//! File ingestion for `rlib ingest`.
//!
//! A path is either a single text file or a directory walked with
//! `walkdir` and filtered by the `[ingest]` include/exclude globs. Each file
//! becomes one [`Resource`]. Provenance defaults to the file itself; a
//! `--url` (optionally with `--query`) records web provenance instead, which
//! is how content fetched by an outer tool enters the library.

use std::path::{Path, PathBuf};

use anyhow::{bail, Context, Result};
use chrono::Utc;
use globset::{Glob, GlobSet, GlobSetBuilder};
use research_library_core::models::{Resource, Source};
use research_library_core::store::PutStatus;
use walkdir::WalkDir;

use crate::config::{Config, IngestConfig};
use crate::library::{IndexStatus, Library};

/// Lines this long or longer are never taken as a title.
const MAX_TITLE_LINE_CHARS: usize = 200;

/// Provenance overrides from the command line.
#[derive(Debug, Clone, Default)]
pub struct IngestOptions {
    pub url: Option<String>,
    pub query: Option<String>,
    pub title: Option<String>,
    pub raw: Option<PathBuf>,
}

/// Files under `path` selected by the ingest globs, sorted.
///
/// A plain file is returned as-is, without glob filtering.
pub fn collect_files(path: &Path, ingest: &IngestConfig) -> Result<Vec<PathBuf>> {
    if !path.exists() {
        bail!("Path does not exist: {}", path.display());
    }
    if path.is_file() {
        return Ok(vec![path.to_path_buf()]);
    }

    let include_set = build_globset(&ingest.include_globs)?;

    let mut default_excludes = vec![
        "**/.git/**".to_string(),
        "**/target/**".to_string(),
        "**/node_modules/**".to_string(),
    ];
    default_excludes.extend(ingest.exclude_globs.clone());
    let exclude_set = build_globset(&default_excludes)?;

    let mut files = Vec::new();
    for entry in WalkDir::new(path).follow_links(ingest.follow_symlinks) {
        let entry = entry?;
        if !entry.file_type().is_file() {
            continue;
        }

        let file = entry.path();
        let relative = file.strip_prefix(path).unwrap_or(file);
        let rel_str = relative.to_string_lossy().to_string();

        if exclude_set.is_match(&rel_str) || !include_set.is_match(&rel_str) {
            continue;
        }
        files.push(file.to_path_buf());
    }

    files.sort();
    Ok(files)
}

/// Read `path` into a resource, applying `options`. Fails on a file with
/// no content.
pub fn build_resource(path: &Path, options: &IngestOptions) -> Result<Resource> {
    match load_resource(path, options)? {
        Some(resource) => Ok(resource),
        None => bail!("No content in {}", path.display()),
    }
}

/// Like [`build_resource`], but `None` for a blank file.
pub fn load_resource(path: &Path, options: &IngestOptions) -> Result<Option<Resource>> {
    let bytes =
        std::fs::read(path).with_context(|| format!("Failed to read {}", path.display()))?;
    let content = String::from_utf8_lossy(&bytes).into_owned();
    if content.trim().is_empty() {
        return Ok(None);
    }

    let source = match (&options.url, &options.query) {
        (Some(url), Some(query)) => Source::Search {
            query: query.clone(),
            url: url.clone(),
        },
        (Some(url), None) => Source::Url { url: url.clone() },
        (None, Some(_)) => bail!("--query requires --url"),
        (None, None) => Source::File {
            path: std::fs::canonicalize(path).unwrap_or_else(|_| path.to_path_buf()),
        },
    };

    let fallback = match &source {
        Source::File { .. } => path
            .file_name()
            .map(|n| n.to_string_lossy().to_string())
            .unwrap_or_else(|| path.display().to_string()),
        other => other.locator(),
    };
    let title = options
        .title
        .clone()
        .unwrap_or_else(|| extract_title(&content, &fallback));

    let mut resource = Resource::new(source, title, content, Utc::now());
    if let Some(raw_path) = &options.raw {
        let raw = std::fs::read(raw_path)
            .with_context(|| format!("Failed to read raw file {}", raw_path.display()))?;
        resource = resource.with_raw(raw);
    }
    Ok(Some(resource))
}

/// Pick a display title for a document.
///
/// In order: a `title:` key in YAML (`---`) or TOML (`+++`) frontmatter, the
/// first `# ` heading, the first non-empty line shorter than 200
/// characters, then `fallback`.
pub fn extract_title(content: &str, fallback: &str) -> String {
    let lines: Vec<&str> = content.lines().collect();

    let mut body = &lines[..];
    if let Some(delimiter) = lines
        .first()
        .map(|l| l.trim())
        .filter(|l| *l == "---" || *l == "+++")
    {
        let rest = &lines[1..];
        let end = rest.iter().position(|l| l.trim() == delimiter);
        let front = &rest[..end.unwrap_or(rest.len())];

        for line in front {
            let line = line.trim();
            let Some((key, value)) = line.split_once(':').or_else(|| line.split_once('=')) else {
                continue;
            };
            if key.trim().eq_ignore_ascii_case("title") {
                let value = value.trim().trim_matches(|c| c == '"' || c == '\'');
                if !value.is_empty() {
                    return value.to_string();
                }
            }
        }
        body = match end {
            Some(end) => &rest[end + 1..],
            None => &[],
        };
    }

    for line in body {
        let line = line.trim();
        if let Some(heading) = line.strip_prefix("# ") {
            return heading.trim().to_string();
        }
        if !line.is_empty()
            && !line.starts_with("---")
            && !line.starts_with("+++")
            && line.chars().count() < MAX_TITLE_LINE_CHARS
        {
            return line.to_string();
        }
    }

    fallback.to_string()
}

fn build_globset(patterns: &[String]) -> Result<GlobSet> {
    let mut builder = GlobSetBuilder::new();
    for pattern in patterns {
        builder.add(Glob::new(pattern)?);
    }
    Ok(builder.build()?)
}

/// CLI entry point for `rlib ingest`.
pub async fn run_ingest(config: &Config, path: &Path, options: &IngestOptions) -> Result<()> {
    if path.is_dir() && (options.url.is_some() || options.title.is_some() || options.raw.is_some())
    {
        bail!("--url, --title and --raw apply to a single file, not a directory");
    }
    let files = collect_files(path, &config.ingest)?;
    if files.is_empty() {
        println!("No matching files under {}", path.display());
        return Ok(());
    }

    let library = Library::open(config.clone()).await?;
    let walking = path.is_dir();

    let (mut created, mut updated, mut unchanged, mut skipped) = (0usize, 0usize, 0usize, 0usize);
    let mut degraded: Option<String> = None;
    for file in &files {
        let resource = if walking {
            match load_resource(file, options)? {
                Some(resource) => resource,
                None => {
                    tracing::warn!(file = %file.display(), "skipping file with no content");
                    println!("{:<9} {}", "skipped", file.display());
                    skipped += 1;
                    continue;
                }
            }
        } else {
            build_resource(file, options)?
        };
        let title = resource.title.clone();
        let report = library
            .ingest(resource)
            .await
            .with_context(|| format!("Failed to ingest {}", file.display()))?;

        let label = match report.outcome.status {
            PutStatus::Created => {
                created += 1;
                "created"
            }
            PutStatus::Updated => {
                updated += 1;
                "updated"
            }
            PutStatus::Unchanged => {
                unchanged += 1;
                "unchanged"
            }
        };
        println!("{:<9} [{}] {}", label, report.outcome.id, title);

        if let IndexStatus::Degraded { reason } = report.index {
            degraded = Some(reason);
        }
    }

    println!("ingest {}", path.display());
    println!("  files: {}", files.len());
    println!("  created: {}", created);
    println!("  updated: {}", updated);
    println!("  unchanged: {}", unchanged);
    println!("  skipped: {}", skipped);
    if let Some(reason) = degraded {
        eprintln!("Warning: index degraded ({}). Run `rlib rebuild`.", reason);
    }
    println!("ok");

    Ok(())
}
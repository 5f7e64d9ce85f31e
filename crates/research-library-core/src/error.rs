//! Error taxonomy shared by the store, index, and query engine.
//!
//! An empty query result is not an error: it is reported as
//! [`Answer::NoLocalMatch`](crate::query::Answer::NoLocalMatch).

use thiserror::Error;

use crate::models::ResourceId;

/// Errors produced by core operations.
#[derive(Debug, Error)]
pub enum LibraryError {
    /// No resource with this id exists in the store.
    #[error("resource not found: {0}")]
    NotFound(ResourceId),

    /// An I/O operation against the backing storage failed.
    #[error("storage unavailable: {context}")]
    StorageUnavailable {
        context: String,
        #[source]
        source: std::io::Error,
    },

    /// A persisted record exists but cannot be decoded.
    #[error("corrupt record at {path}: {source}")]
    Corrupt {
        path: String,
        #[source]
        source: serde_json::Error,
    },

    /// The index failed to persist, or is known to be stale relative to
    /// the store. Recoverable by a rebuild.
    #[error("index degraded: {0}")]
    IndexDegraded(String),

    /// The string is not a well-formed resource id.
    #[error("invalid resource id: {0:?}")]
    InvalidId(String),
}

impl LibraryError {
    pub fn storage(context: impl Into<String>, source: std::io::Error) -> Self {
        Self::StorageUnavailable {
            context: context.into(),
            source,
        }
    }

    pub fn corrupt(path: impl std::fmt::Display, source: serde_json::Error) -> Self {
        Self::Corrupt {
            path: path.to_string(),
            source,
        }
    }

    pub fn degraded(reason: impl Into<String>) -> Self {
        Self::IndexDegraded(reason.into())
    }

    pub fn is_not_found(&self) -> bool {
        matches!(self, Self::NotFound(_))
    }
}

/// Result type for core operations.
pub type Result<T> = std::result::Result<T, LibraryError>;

========

■ What is required: Print the lines from the one containing "cannot be decoded." through the end of the material, word for word, and nothing else.

■ Output of the exercise:
    /// A persisted record exists but cannot be decoded.
    #[error("corrupt record at {path}: {source}")]
    Corrupt {
        path: String,
        #[source]
        source: serde_json::Error,
    },

    /// The index failed to persist, or is known to be stale relative to
    /// the store. Recoverable by a rebuild.
    #[error("index degraded: {0}")]
    IndexDegraded(String),

    /// The string is not a well-formed resource id.
    #[error("invalid resource id: {0:?}")]
    InvalidId(String),
}

impl LibraryError {
    pub fn storage(context: impl Into<String>, source: std::io::Error) -> Self {
        Self::StorageUnavailable {
            context: context.into(),
            source,
        }
    }

    pub fn corrupt(path: impl std::fmt::Display, source: serde_json::Error) -> Self {
        Self::Corrupt {
            path: path.to_string(),
            source,
        }
    }

    pub fn degraded(reason: impl Into<String>) -> Self {
        Self::IndexDegraded(reason.into())
    }

    pub fn is_not_found(&self) -> bool {
        matches!(self, Self::NotFound(_))
    }
}

/// Result type for core operations.
pub type Result<T> = std::result::Result<T, LibraryError>;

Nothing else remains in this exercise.